*TASK OBJECTIVE*. In the entries below, the word "that" appears on some lines. Copy each of those lines.

*PROVIDED RECORDS*.
──────

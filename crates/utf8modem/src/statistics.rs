//! Counting handler for sniffing whether a byte stream is UTF-8.

use core::convert::Infallible;

use crate::handler::{ByteHandler, END_OF_STREAM};

/// A [`ByteHandler`] that counts valid and malformed sequences.
///
/// Feed it through [`crate::decode`] (or a [`crate::Utf8Decoder`]) and call
/// [`crate::finish`] at the end so a trailing truncated sequence is counted.
///
/// ```
/// use utf8modem::{Statistics, Utf8Decoder};
///
/// let mut decoder = Utf8Decoder::new(Statistics::default());
/// decoder.feed("na\u{ef}ve caf\u{e9}".as_bytes())?;
/// decoder.feed(b"\xE2\x82")?;
/// let stats = decoder.finish()?;
/// assert_eq!(stats.count_valid(), 2);
/// assert_eq!(stats.count_invalid(), 1);
/// assert_eq!(stats.count_invalid_ignoring_truncation(), 0);
/// assert!(stats.looks_like_utf8());
/// # Ok::<(), core::convert::Infallible>(())
/// ```
#[derive(Debug, Clone, Copy, Default, PartialEq, Eq, Hash)]
#[cfg_attr(feature = "serde", derive(serde::Serialize, serde::Deserialize))]
pub struct Statistics {
    ascii: u64,
    two_byte: u64,
    three_byte: u64,
    four_byte: u64,
    prefix_errors: u64,
    continuation_errors: u64,
    truncations: u64,
    ignored: u64,
}

impl Statistics {
    /// Clears every counter.
    pub fn reset(&mut self) {
        *self = Self::default();
    }

    /// Bytes in `0x00..=0x7F` decoded as ASCII.
    #[must_use]
    pub const fn count_ascii(&self) -> u64 {
        self.ascii
    }

    /// Valid multi-byte sequences of `len` bytes (2, 3 or 4); zero for any
    /// other length.
    #[must_use]
    pub const fn count_sequences(&self, len: usize) -> u64 {
        match len {
            2 => self.two_byte,
            3 => self.three_byte,
            4 => self.four_byte,
            _ => 0,
        }
    }

    /// Valid multi-byte sequences of any length.
    #[must_use]
    pub const fn count_valid(&self) -> u64 {
        self.two_byte + self.three_byte + self.four_byte
    }

    /// Bytes that can never start a sequence.
    #[must_use]
    pub const fn count_prefix_errors(&self) -> u64 {
        self.prefix_errors
    }

    /// Sequences broken by a wrong byte, not counting truncation at the end.
    #[must_use]
    pub const fn count_continuation_errors(&self) -> u64 {
        self.continuation_errors
    }

    /// Sequences cut short by the end of the stream.
    #[must_use]
    pub const fn count_truncations(&self) -> u64 {
        self.truncations
    }

    /// Trailing bytes of surrogate encodings, skipped after their error.
    #[must_use]
    pub const fn count_ignored(&self) -> u64 {
        self.ignored
    }

    /// Every malformed sequence, including truncations.
    #[must_use]
    pub const fn count_invalid(&self) -> u64 {
        self.count_invalid_ignoring_truncation() + self.truncations
    }

    /// Malformed sequences that more input could not have fixed.
    #[must_use]
    pub const fn count_invalid_ignoring_truncation(&self) -> u64 {
        self.prefix_errors + self.continuation_errors
    }

    /// Tests if the counted bytes look like UTF-8: more than ten valid
    /// multi-byte sequences per error, ignoring truncation.
    ///
    /// Pure ASCII input has no evidence either way and does not look like
    /// UTF-8.
    #[must_use]
    pub const fn looks_like_utf8(&self) -> bool {
        self.count_valid() > self.count_invalid_ignoring_truncation().saturating_mul(10)
    }

    fn continuation_error(&mut self, next: Option<u8>) {
        if next == END_OF_STREAM {
            self.truncations += 1;
        } else {
            self.continuation_errors += 1;
        }
    }
}

impl ByteHandler for Statistics {
    type Error = Infallible;

    #[inline]
    fn handle_ascii(&mut self, _b1: u8) -> Result<(), Self::Error> {
        self.ascii += 1;
        Ok(())
    }

    fn handle_2_bytes(&mut self, _b1: u8, _b2: u8) -> Result<(), Self::Error> {
        self.two_byte += 1;
        Ok(())
    }

    fn handle_3_bytes(&mut self, _b1: u8, _b2: u8, _b3: u8) -> Result<(), Self::Error> {
        self.three_byte += 1;
        Ok(())
    }

    fn handle_4_bytes(&mut self, _b1: u8, _b2: u8, _b3: u8, _b4: u8) -> Result<(), Self::Error> {
        self.four_byte += 1;
        Ok(())
    }

    fn handle_prefix_error(&mut self, _b1: u8) -> Result<(), Self::Error> {
        self.prefix_errors += 1;
        Ok(())
    }

    fn handle_continuation_error_1(&mut self, _b1: u8, next: Option<u8>) -> Result<(), Self::Error> {
        self.continuation_error(next);
        Ok(())
    }

    fn handle_continuation_error_2(
        &mut self,
        _b1: u8,
        _b2: u8,
        next: Option<u8>,
    ) -> Result<(), Self::Error> {
        self.continuation_error(next);
        Ok(())
    }

    fn handle_continuation_error_3(
        &mut self,
        _b1: u8,
        _b2: u8,
        _b3: u8,
        next: Option<u8>,
    ) -> Result<(), Self::Error> {
        self.continuation_error(next);
        Ok(())
    }

    fn handle_ignored_byte(&mut self, _b: u8) -> Result<(), Self::Error> {
        self.ignored += 1;
        Ok(())
    }
}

──────

*ANSWER FOR THE TASK*.
/// A [`ByteHandler`] that counts valid and malformed sequences.
    /// Bytes that can never start a sequence.
    /// Malformed sequences that more input could not have fixed.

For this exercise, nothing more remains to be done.